Waldenstrom’s macroglobulinaemia (WM) is a rare type of blood cancer. It develops when some of the body’s white blood cells change and grow out of control.
It is sometimes called lymphoplasmacytic lymphoma and is one of the family of cancers of the lymphatic system known as Non-Hodgkins lymphoma (NHL). Doctors may use any of these terms when discussing your WM with you.
It is a slow-growing cancer with its own distinct characteristics that require specialised treatment and care.
Jan Waldenström was the Swedish doctor who first described the disease in 1944 and lent it his name; “macroglobulinaemia” refers to the high levels of immunoglobulin M (IgM) seen in the blood stream of 95% of WM patients. IgM is natural, it is produced by B cells in the bone marrow to fight infection. However, in WM, defective ‘B’ cells produce large quantities of non-functional IgM paraproteins which are not useful to the body and can cause damage.
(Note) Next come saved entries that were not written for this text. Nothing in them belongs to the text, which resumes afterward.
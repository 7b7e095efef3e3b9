//! Approval Service
//!
//! 审批决定与进度视图。状态前置条件检查两次：
//! 先由纯状态机表给出目标状态，再由条件更新在存储层原子确认 —
//! 同一订单上的并发审批只有一个能生效，另一个收到状态冲突错误。

use sqlx::SqlitePool;

use crate::auth::CurrentUser;
use crate::db::models::{Decision, Order, OrderStatus, OrderSummary, Role};
use crate::db::repository::OrderRepository;
use crate::utils::{AppError, AppResult};
use crate::workflow::{self, OrderScope};

pub struct ApprovalService {
    orders: OrderRepository,
}

impl ApprovalService {
    pub fn new(pool: SqlitePool) -> Self {
        Self {
            orders: OrderRepository::new(pool),
        }
    }

    /// 审批订单
    ///
    /// 团队领导审批本部门 `pending_team_leader` 订单 (approve 直接转入
    /// 中心主任阶段)；中心主任终审 `pending_center_director` 订单。
    /// reject 必须携带原因，approve 不得携带。
    pub async fn decide(
        &self,
        actor: &CurrentUser,
        order_id: &str,
        decision: Decision,
        reason: Option<String>,
    ) -> AppResult<Order> {
        let reason = match (decision, reason) {
            (Decision::Reject, Some(r)) if !r.trim().is_empty() => Some(r),
            (Decision::Reject, _) => {
                return Err(AppError::validation(
                    "A rejection requires a reason".to_string(),
                ));
            }
            (Decision::Approve, Some(_)) => {
                return Err(AppError::validation(
                    "An approval must not carry a rejection reason".to_string(),
                ));
            }
            (Decision::Approve, None) => None,
        };

        let order = self.orders.get(order_id).await?;

        // 部门范围鉴权 (角色与阶段的匹配交给状态机表)
        if actor.role == Role::TeamLeader
            && actor.department_id.as_deref() != Some(order.department_id.as_str())
        {
            return Err(AppError::forbidden(format!(
                "Order {} belongs to another department",
                order_id
            )));
        }

        let target = workflow::decide_target(order.status, actor.role, decision)?;

        let applied = match &reason {
            Some(reason) => self.orders.reject(order_id, order.status, reason).await?,
            None => self.orders.advance_status(order_id, order.status, target).await?,
        };
        if !applied {
            // 条件更新未命中：另一个审批在本次读取后先行生效
            return Err(AppError::invalid_transition(format!(
                "Order {} was decided concurrently",
                order_id
            )));
        }

        tracing::info!(
            order_id = %order_id,
            actor = %actor.username,
            decision = ?decision,
            target = %target,
            "Order decided"
        );
        Ok(self.orders.get(order_id).await?)
    }

    /// 团队领导进度视图：本部门已上报的订单 (待审 + 已流转 + 终态)
    pub async fn team_leader_progress(
        &self,
        actor: &CurrentUser,
    ) -> AppResult<Vec<OrderSummary>> {
        let department = actor.supervised_department()?;
        let scope = OrderScope {
            owner_id: None,
            department_id: Some(department.to_string()),
            statuses: Some(vec![
                OrderStatus::PendingTeamLeader,
                OrderStatus::PendingCenterDirector,
                OrderStatus::Approved,
                OrderStatus::Rejected,
            ]),
        };
        Ok(self.orders.list(&scope).await?)
    }

    /// 中心主任进度视图：全部门已转呈的订单 (待终审 + 终态)
    pub async fn center_director_progress(
        &self,
        actor: &CurrentUser,
    ) -> AppResult<Vec<OrderSummary>> {
        if actor.role != Role::CenterDirector {
            return Err(AppError::forbidden(
                "Center director role required".to_string(),
            ));
        }
        let scope = OrderScope {
            owner_id: None,
            department_id: None,
            statuses: Some(vec![
                OrderStatus::PendingCenterDirector,
                OrderStatus::Approved,
                OrderStatus::Rejected,
            ]),
        };
        Ok(self.orders.list(&scope).await?)
    }
}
- Around 400 people are diagnosed with WM each year in the UK
- It is estimated that 4000 people are currently living with WM in the UK
- Traditionally viewed as a disease that affects people over the age of 65, it is now increasingly seen in younger age groups
- It is more common in men than women
The cause of WM is still unknown. It is not infectious and cannot be passed onto other people.
In most cases, WM is preceded by a condition known as MGUS (monoclonal gammopathy of uncertain significance), and experts think this is how WM starts. This is where there is an abnormal amount of IgM detectable but people have no other symptoms and usually feel well. It may be picked up in a blood test for another unrelated condition. For most people, this has no long-term implications and they are monitored over time for any rise in IgM which may indicate WM.
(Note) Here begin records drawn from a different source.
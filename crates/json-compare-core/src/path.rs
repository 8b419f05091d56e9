//! Path model: structural addresses into a JSON tree.
//!
//! A serialized path is dot-joined for object keys and bracketed for array
//! segments, e.g. `results[id=7].user.email`. Paths are recomputed on every
//! comparison and never persisted across tree mutations.

use regex::Regex;
use thiserror::Error;

#[derive(Debug, Error, Clone, PartialEq, Eq)]
pub enum PathError {
    #[error("empty path")]
    Empty,
    #[error("invalid array index")]
    InvalidIndex,
}

/// One segment of a parsed path.
#[derive(Debug, Clone, PartialEq, Eq)]
pub enum PathSegment {
    /// Object key, e.g. `user`.
    Key(String),
    /// Numeric array index, e.g. `[0]`.
    Index(usize),
    /// Composite-key array-element selector, e.g. `[id=7]` or
    /// `[domain=learning,policy=read]`.
    KeyMatch(Vec<(String, String)>),
}

/// Append `key` to a serialized path (`key` alone at the root).
pub fn join_key(path: &str, key: &str) -> String {
    if path.is_empty() {
        key.to_string()
    } else {
        format!("{path}.{key}")
    }
}

/// Strip every bracket segment from a serialized path.
///
/// Selection paths are declared once per array, without indices, so
/// `results[0].user.email` and `results[id=7].user.email` both normalize to
/// `results.user.email`.
///
/// # Example
///
/// ```
/// use json_compare_core::path::strip_brackets;
///
/// assert_eq!(strip_brackets("results[0].user.email"), "results.user.email");
/// assert_eq!(strip_brackets("friends[vorname=stefan].age"), "friends.age");
/// assert_eq!(strip_brackets("plain.path"), "plain.path");
/// ```
pub fn strip_brackets(path: &str) -> String {
    if !path.contains('[') {
        return path.to_string();
    }
    let mut out = String::with_capacity(path.len());
    let mut in_bracket = false;
    for c in path.chars() {
        match c {
            '[' => in_bracket = true,
            ']' => in_bracket = false,
            _ if !in_bracket => out.push(c),
            _ => {}
        }
    }
    out
}

/// Parse a serialized path into segments.
///
/// Grammar per segment: a bare key, `[digits]`, or `[k=v]` with one or more
/// comma-separated pairs. Unparseable bracket content is treated as a
/// key-match selector; an empty input is an error.
pub fn parse_path(path: &str) -> Result<Vec<PathSegment>, PathError> {
    let mut segments = Vec::new();
    for caps in segment_regex().captures_iter(path) {
        if let Some(key) = caps.get(1) {
            segments.push(PathSegment::Key(key.as_str().to_string()));
        } else if let Some(index) = caps.get(2) {
            let value = index
                .as_str()
                .parse()
                .map_err(|_| PathError::InvalidIndex)?;
            segments.push(PathSegment::Index(value));
        } else if let Some(body) = caps.get(3) {
            let pairs = body
                .as_str()
                .split(',')
                .map(|pair| {
                    let (key, value) = pair.split_once('=').unwrap_or((pair, ""));
                    (key.trim().to_string(), value.trim().to_string())
                })
                .collect();
            segments.push(PathSegment::KeyMatch(pairs));
        }
    }
    if segments.is_empty() {
        return Err(PathError::Empty);
    }
    Ok(segments)
}

// key | [index] | [key=value,...]
fn segment_regex() -> &'static Regex {
    use std::sync::OnceLock;
    static RE: OnceLock<Regex> = OnceLock::new();
    RE.get_or_init(|| Regex::new(r"([^.\[\]]+)|\[(\d+)\]|\[([^\]]+)\]").unwrap())
}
WM can occur within families. Research has found that almost 1 in 5 people with WM have a relative with WM or a related blood cancer. This suggests that there may be a genetic tendency for developing WM but it does not appear to be directly inherited down the family line. Genetic screening of family members is not currently offered as the risk is still very small.
Research in the USA has found that most people with WM (90%+) have a genetic mutation called MYD88. Genetic screening at diagnosis is becoming more common in the UK including for a second WM mutation called CXXR4. These mutations may impact how people respond to new novel treatments at a molecular level.
WM often develops over a long period of time (years), and some people have no symptoms at all. However, most people will gradually develop symptoms of WM for two main reasons:
- The abnormal cells are filling up the bone marrow or collecting in the lymph nodes or spleen.
- Large amounts of IgM are circulating in the bloodstream or targeting tissue and nerves.
- tiredness, weakness and breathlessness
- bruising or bleeding easily
- swollen glands
- fevers and night sweats
- weight loss
- blurring or loss of vision
- dizziness or headaches
- drowsiness, poor concentration or confusion
- lumps or masses (rare)
- central nervous system problems such as fits, weakness of facial muscles, double vision (very rare)
You may hear these terms in relation to WM symptoms:
This is when your blood becomes thicker and more slow-flowing than normal due to large amounts of IgM in your bloodstream. It affects up to 30% of people with WM. Hyperviscosity can cause changes in the back of the eyes, due to pressure in the retinal blood vessels, as well as shortness of breath, nosebleeds, blurred vision and dizziness.
Sometimes, the large amounts of IgM in your bloodstream can damage the nerves in the body’s extremities, causing numbness or tingling in hands and feet, or problems with balance.
Cold Agglutinin Disease (CAD)
In some people with WM, the IgM can cause the red blood cells to stick together in the coolest parts of the body, such as hands and feet, tip of the nose or the ear lobes. This can cause poor circulation in these areas. Some people experience a condition called cold agglutinin disease, where the clumps of red blood cells in the extremities are broken down by the immune system, which needs prompt treatment including a blood transfusion.
It is important to mention all your symptoms to the doctor, especially if symptoms are changing or getting worse over time.
WM is sometimes found by chance while having investigations for another condition or a routine blood test. A quarter of people with WM are diagnosed in this way.
Three-quarters of people with WM will be diagnosed following a series of tests that may include:
Various blood tests will be done to identify levels of IgM, red and white blood cells, and platelets. Because IgM is a large molecule, it is often difficult to monitor the amount of protein accurately. You may be told the total IgM level or just the level of the abnormal IgM paraprotein. Both are helpful, but it is important to be consistent during follow up so that you and the doctor can monitor levels effectively.
Bone marrow biopsy
Since WM is a disease of the bone marrow, samples of the bone marrow are needed to confirm whether you have WM and the level of the disease. A bone marrow biopsy involves taking samples from the back of your hip bone (pelvis).
CT (computed tomography) scan
This is a special type of x-ray that is used to find out whether WM has affected your lymph nodes, or organs such as the liver or spleen. A number of pictures are taken from different angles and fed into a computer which shows detailed pictures of the inside of the body.